(Items from a dataset)
----
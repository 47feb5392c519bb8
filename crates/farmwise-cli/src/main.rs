//! Terminal chat with the farm-advice assistant.

mod cli;
mod repl;

use std::error::Error;

use clap::Parser as _;
use farmwise_chat::observability::init_observability;
use farmwise_chat::{ChatClient, Conversation};
use tokio::io::BufReader;

use crate::cli::{Cli, Command};

#[tokio::main(flavor = "current_thread")]
async fn main() -> Result<(), Box<dyn Error>> {
    dotenvy::dotenv().ok();
    let cli = Cli::parse();
    init_observability(&cli.log_config())?;

    let client = ChatClient::from_config(cli.chat_config()?)?;
    let mut conversation = Conversation::new();
    let mut stdout = std::io::stdout();

    match cli.command.unwrap_or(Command::Chat) {
        Command::Chat => {
            let stdin = BufReader::new(tokio::io::stdin());
            let failures = repl::run_chat(&client, &mut conversation, stdin, &mut stdout).await?;
            tracing::info!(failures, messages = conversation.len(), "chat session ended");
        }
        Command::Ask { question } => {
            let outcome =
                repl::ask(&client, &mut conversation, &question.join(" "), &mut stdout).await?;
            repl::outcome_result(outcome)?;
        }
    }
    Ok(())
}
use crate::errors::RecordError;

/// Prefix that marks a line as carrying a record payload.
pub const DATA_PREFIX: &str = "data: ";

/// Payload that marks the normal end of the stream.
pub const DONE_SENTINEL: &str = "[DONE]";

/// Extracts `choices[0].delta.content` from a record payload.
///
/// Returns `Ok(None)` when the payload is valid JSON without that field, or
/// when the field is not a string or is empty. The chunk shape is read
/// loosely so that role announcements, finish chunks and vendor extras are
/// skipped instead of rejected.
///
/// ```
/// use farmwise_stream::parse_delta_content;
///
/// let text = parse_delta_content(r#"{"choices":[{"delta":{"content":"hi"}}]}"#).unwrap();
/// assert_eq!(text.as_deref(), Some("hi"));
/// assert_eq!(parse_delta_content(r#"{"choices":[]}"#).unwrap(), None);
/// assert!(parse_delta_content(r#"{"choices":[{"del"#).unwrap_err().is_incomplete());
/// ```
pub fn parse_delta_content(payload: &str) -> Result<Option<String>, RecordError> {
    let value: serde_json::Value = serde_json::from_str(payload).map_err(RecordError::from_json)?;
    let content = value
        .pointer("/choices/0/delta/content")
        .and_then(|v| v.as_str())
        .filter(|s| !s.is_empty())
        .map(ToOwned::to_owned);
    Ok(content)
}

#[cfg(test)]
mod tests {
    use super::*;

    #[test]
    fn extracts_nested_content() {
        let payload = serde_json::json!({
            "id": "chatcmpl-1",
            "choices": [{"index": 0, "delta": {"content": "Mulch"}, "finish_reason": null}]
        })
        .to_string();
        assert_eq!(
            parse_delta_content(&payload).expect("parse").as_deref(),
            Some("Mulch")
        );
    }

    #[test]
    fn missing_or_empty_content_is_none() {
        for payload in [
            r#"{"choices":[{"delta":{"role":"assistant"}}]}"#,
            r#"{"choices":[{"delta":{"content":""}}]}"#,
            r#"{"choices":[{"delta":{"content":null}}]}"#,
            r#"{"choices":[{"delta":{"content":7}}]}"#,
            r#"{"choices":null}"#,
            r#"{}"#,
            r#"42"#,
        ] {
            assert_eq!(parse_delta_content(payload).expect(payload), None, "{payload}");
        }
    }

    #[test]
    fn only_first_choice_is_read() {
        let payload = r#"{"choices":[{"delta":{}},{"delta":{"content":"second"}}]}"#;
        assert_eq!(parse_delta_content(payload).expect("parse"), None);
    }

    #[test]
    fn truncated_payload_is_incomplete() {
        let err = parse_delta_content(r#"{"choices":[{"delta""#).expect_err("truncated");
        assert!(err.is_incomplete());
    }

    #[test]
    fn garbage_payload_is_malformed() {
        let err = parse_delta_content("not json").expect_err("garbage");
        assert!(matches!(err, RecordError::Malformed(_)));
    }
}
//! Inline assembly.

use crate::{
    ast::{
        ast::NodeKind,
        statements::{AsmExpr, AsmInput, AsmOutput, AsmOutputTarget},
    },
    errors::errors::{Error, ErrorImpl},
    lexer::tokens::TokenKind,
};

use super::{
    expr::parse_expr,
    parser::{ParseResult, Parser},
    types::parse_type_expr,
};

/// AsmExpr <- KEYWORD_asm KEYWORD_volatile? LPAREN Expr AsmOutput? RPAREN
///
/// AsmOutput <- COLON AsmOutputList AsmInput?
///
/// AsmInput <- COLON AsmInputList AsmClobbers?
///
/// AsmClobbers <- COLON StringList
pub fn parse_asm_expr(parser: &mut Parser) -> ParseResult {
    let token = match parser.eat_if(TokenKind::KeywordAsm) {
        Some(token) => token,
        None => return Ok(None),
    };

    let is_volatile = parser.eat_if(TokenKind::KeywordVolatile).is_some();
    parser.expect(TokenKind::LParen)?;
    let template = parser.expect_node(parse_expr)?;

    let mut asm = AsmExpr {
        is_volatile,
        template: template.boxed(),
        outputs: Vec::new(),
        inputs: Vec::new(),
        clobbers: Vec::new(),
    };

    if parser.eat_if(TokenKind::Colon).is_some() {
        asm.outputs = parser.parse_list(TokenKind::Comma, parse_asm_output_item)?;

        if parser.eat_if(TokenKind::Colon).is_some() {
            asm.inputs = parser.parse_list(TokenKind::Comma, parse_asm_input_item)?;

            if parser.eat_if(TokenKind::Colon).is_some() {
                asm.clobbers =
                    parser.parse_list(TokenKind::Comma, |parser| Ok(parse_string(parser)))?;
            }
        }
    }

    parser.expect(TokenKind::RParen)?;
    Ok(Some(parser.node(&token, NodeKind::Asm(asm))))
}

/// AsmOutputItem <- LBRACKET IDENTIFIER RBRACKET STRINGLITERAL LPAREN (MINUSRARROW TypeExpr / IDENTIFIER) RPAREN
fn parse_asm_output_item(parser: &mut Parser) -> ParseResult<AsmOutput> {
    let lbracket = match parser.eat_if(TokenKind::LBracket) {
        Some(token) => token,
        None => return Ok(None),
    };

    let symbolic_name = parser.expect(TokenKind::Identifier)?.text().to_string();
    parser.expect(TokenKind::RBracket)?;
    let constraint = expect_string(parser)?;
    parser.expect(TokenKind::LParen)?;

    let target = match parser.eat_if(TokenKind::Arrow) {
        Some(_) => AsmOutputTarget::ReturnType(parser.expect_node(parse_type_expr)?.boxed()),
        None => AsmOutputTarget::Variable(parser.expect(TokenKind::Identifier)?.text().to_string()),
    };
    parser.expect(TokenKind::RParen)?;

    Ok(Some(AsmOutput {
        symbolic_name,
        constraint,
        target,
        position: lbracket.span.start,
    }))
}

/// AsmInputItem <- LBRACKET IDENTIFIER RBRACKET STRINGLITERAL LPAREN Expr RPAREN
fn parse_asm_input_item(parser: &mut Parser) -> ParseResult<AsmInput> {
    let lbracket = match parser.eat_if(TokenKind::LBracket) {
        Some(token) => token,
        None => return Ok(None),
    };

    let symbolic_name = parser.expect(TokenKind::Identifier)?.text().to_string();
    parser.expect(TokenKind::RBracket)?;
    let constraint = expect_string(parser)?;
    parser.expect(TokenKind::LParen)?;
    let expr = parser.expect_node(parse_expr)?;
    parser.expect(TokenKind::RParen)?;

    Ok(Some(AsmInput {
        symbolic_name,
        constraint,
        expr: expr.boxed(),
        position: lbracket.span.start,
    }))
}

fn parse_string(parser: &mut Parser) -> Option<String> {
    match parser.current_token_kind() {
        TokenKind::StringLiteral | TokenKind::MultilineStringLiteral => {
            Some(parser.eat().text().to_string())
        }
        _ => None,
    }
}

fn expect_string(parser: &mut Parser) -> Result<String, Error> {
    match parse_string(parser) {
        Some(text) => Ok(text),
        None => {
            let found = parser.current_token();
            Err(parser.error(
                ErrorImpl::ExpectedToken {
                    expected: TokenKind::StringLiteral,
                    found: found.kind,
                },
                found.span.start,
            ))
        }
    }
}
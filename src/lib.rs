#![allow(clippy::module_inception)]

use std::{
    fmt::Display,
    io::IsTerminal,
    path::Path,
};

use colored::Colorize;

use crate::errors::errors::{Error, ErrorTip};

pub mod ast;
pub mod errors;
pub mod lexer;
pub mod macros;
pub mod parser;

extern crate regex;

/// A location in the source text.
///
/// `line` and `column` are 1-based, `offset` is the byte offset from the
/// start of the file.
#[derive(Debug, Clone, Copy, PartialEq, Eq, Hash, Default)]
pub struct Position {
    pub offset: u32,
    pub line: u32,
    pub column: u32,
}

impl Position {
    pub fn new(offset: u32, line: u32, column: u32) -> Self {
        Position {
            offset,
            line,
            column,
        }
    }

    pub fn null() -> Self {
        Position::new(0, 1, 1)
    }
}

impl Display for Position {
    fn fmt(&self, f: &mut std::fmt::Formatter<'_>) -> std::fmt::Result {
        write!(f, "{}:{}", self.line, self.column)
    }
}

#[derive(Debug, Clone, Copy, PartialEq, Eq, Hash)]
pub struct Span {
    pub start: Position,
    pub end: Position,
}

/// Opaque handle for the compilation unit a node was parsed from.
///
/// Later stages use it to map nodes back to their file and source text.
#[derive(Debug, Clone, Copy, PartialEq, Eq, Hash, Default)]
pub struct UnitId(pub u32);

/// Whether rendered diagnostics use terminal colors.
#[derive(Debug, Clone, Copy, PartialEq, Eq, Default)]
pub enum ErrColor {
    /// Color only when stderr is a terminal.
    #[default]
    Auto,
    On,
    Off,
}

impl ErrColor {
    pub fn enabled(self) -> bool {
        match self {
            ErrColor::Auto => std::io::stderr().is_terminal(),
            ErrColor::On => true,
            ErrColor::Off => false,
        }
    }
}

/// Controls how a syntax error is rendered. It never changes what is parsed.
#[derive(Debug, Clone, Copy, PartialEq, Eq, Default)]
pub struct DiagnosticConfig {
    pub color: ErrColor,
}

impl DiagnosticConfig {
    pub fn new(color: ErrColor) -> Self {
        DiagnosticConfig { color }
    }
}

/// Returns the 1-based line `line` of `source` without its line terminator.
pub fn get_line(source: &str, line: u32) -> &str {
    source
        .split('\n')
        .nth(line.saturating_sub(1) as usize)
        .map(|text| text.trim_end_matches('\r'))
        .unwrap_or("")
}

/// Renders an error as a source excerpt with a marker under the offending column.
///
/// ```text
/// error: ExpectedToken (expected token ')', found '{')
/// -> main.zig:3:12
///   |
/// 3 | if (a == b {
///   | -----------^
/// ```
pub fn render_error(error: &Error, source: &str, file: &Path) -> String {
    let color = error.color().enabled();
    let position = error.get_position();
    let line_text = get_line(source, position.line);

    let line_string = position.line.to_string();
    let padding = line_string.len() + 2;

    let mut out = String::new();

    let label = if color {
        "error".red().bold().to_string()
    } else {
        String::from("error")
    };
    if let ErrorTip::None = error.get_tip() {
        out.push_str(&format!("{}: {}\n", label, error.get_error_name()));
    } else {
        out.push_str(&format!(
            "{}: {} ({})\n",
            label,
            error.get_error_name(),
            error.get_tip()
        ));
    }
    out.push_str(&format!(
        "-> {}:{}\n",
        file.as_os_str().to_string_lossy(),
        position
    ));
    out.push_str(&format!("{:>padding$}\n", "|"));

    let (line_text_removed, removed_whitespace) = remove_starting_whitespace(line_text);
    out.push_str(&format!("{} | {}\n", line_string, line_text_removed.trim_end()));

    let column = (position.column as usize).saturating_sub(1);
    let arrows = column.saturating_sub(removed_whitespace) + 1;
    let marker = format!("{:->arrows$}", "^");
    let marker = if color {
        marker.red().bold().to_string()
    } else {
        marker
    };
    out.push_str(&format!("{:>padding$} {}\n", "|", marker));

    out
}

fn remove_starting_whitespace(string: &str) -> (&str, usize) {
    let start = string
        .chars()
        .take_while(|c| *c == ' ' || *c == '\t')
        .count();

    (&string[start..], start)
}

#[cfg(test)]
mod tests {
    use std::path::PathBuf;

    use crate::{
        errors::errors::{Error, ErrorImpl},
        lexer::tokens::TokenKind,
        ErrColor, Position,
    };

    #[test]
    fn test_get_line() {
        let source = "const a = 1;\r\nconst b = 2;\n\nfn c() void {}\n";
        assert_eq!(super::get_line(source, 1), "const a = 1;");
        assert_eq!(super::get_line(source, 2), "const b = 2;");
        assert_eq!(super::get_line(source, 3), "");
        assert_eq!(super::get_line(source, 4), "fn c() void {}");
        assert_eq!(super::get_line(source, 40), "");
    }

    #[test]
    fn test_render_error_without_color() {
        let source = "fn main() void {\n    if (a == b {\n}\n";
        let error = Error::new(
            ErrorImpl::ExpectedToken {
                expected: TokenKind::RParen,
                found: TokenKind::LBrace,
            },
            Position::new(32, 2, 16),
        )
        .with_color(ErrColor::Off);

        let rendered = super::render_error(&error, source, &PathBuf::from("main.zig"));
        let lines: Vec<&str> = rendered.lines().collect();

        assert_eq!(
            lines[0],
            "error: ExpectedToken (expected token ')', found '{')"
        );
        assert_eq!(lines[1], "-> main.zig:2:16");
        assert_eq!(lines[2], "  |");
        assert_eq!(lines[3], "2 | if (a == b {");
        assert_eq!(lines[4], "  | -----------^");
    }
}
/// PrimaryExpr
///     <- AsmExpr / IfExpr / KEYWORD_break BreakLabel? Expr?
///      / KEYWORD_comptime Expr / KEYWORD_nosuspend Expr
///      / KEYWORD_continue BreakLabel? / KEYWORD_resume Expr
///      / KEYWORD_return Expr? / BlockLabel? LoopExpr / Block / CurlySuffixExpr
pub fn parse_primary_expr(parser: &mut Parser) -> ParseResult {
    if let Some(node) = parse_asm_expr(parser)? {
        return Ok(Some(node));
    }
    if let Some(node) = parse_if(parser, BodyForm::Expr)? {
        return Ok(Some(node));
    }

    if let Some(token) = parser.eat_if(TokenKind::KeywordBreak) {
        let label = parse_break_label(parser)?;
        let expr = parse_expr(parser)?;
        return Ok(Some(parser.node(
            &token,
            NodeKind::Break(Break {
                label,
                expr: expr.map(Node::boxed),
            }),
        )));
    }

    if let Some(token) = parser.eat_if(TokenKind::KeywordCompTime) {
        let expr = parser.expect_node(parse_expr)?;
        return Ok(Some(parser.node(&token, NodeKind::CompTime(expr.boxed()))));
    }

    if let Some(token) = parser.eat_if(TokenKind::KeywordNoSuspend) {
        let expr = parser.expect_node(parse_expr)?;
        return Ok(Some(parser.node(&token, NodeKind::NoSuspend(expr.boxed()))));
    }

    if let Some(token) = parser.eat_if(TokenKind::KeywordContinue) {
        let label = parse_break_label(parser)?;
        return Ok(Some(parser.node(&token, NodeKind::Continue(Continue { label }))));
    }

    if let Some(token) = parser.eat_if(TokenKind::KeywordResume) {
        let expr = parser.expect_node(parse_expr)?;
        return Ok(Some(parser.node(&token, NodeKind::Resume(expr.boxed()))));
    }

    if let Some(token) = parser.eat_if(TokenKind::KeywordReturn) {
        let expr = parse_expr(parser)?;
        return Ok(Some(parser.node(
            &token,
            NodeKind::Return(Return {
                kind: ReturnKind::Unconditional,
                expr: expr.map(Node::boxed),
            }),
        )));
    }

    let label = parse_block_label(parser);
    if let Some(node) = parse_loop(parser, BodyForm::Expr, label.clone())? {
        return Ok(Some(node));
    }
    if label.is_some() {
        // `IDENT ':'` not followed by a loop: undo both.
        parser.put_back();
        parser.put_back();
    }

    if let Some(block) = parse_block(parser)? {
        return Ok(Some(block));
    }

    parse_curly_suffix_expr(parser)
}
----
» **Description of the task**:
Each line carrying the string "Returns" should be copied out from the entries.

» **Answer space**:
/// Returns `Ok(None)` when the payload is valid JSON without that field, or
/// Returns the 1-based line `line` of `source` without its line terminator.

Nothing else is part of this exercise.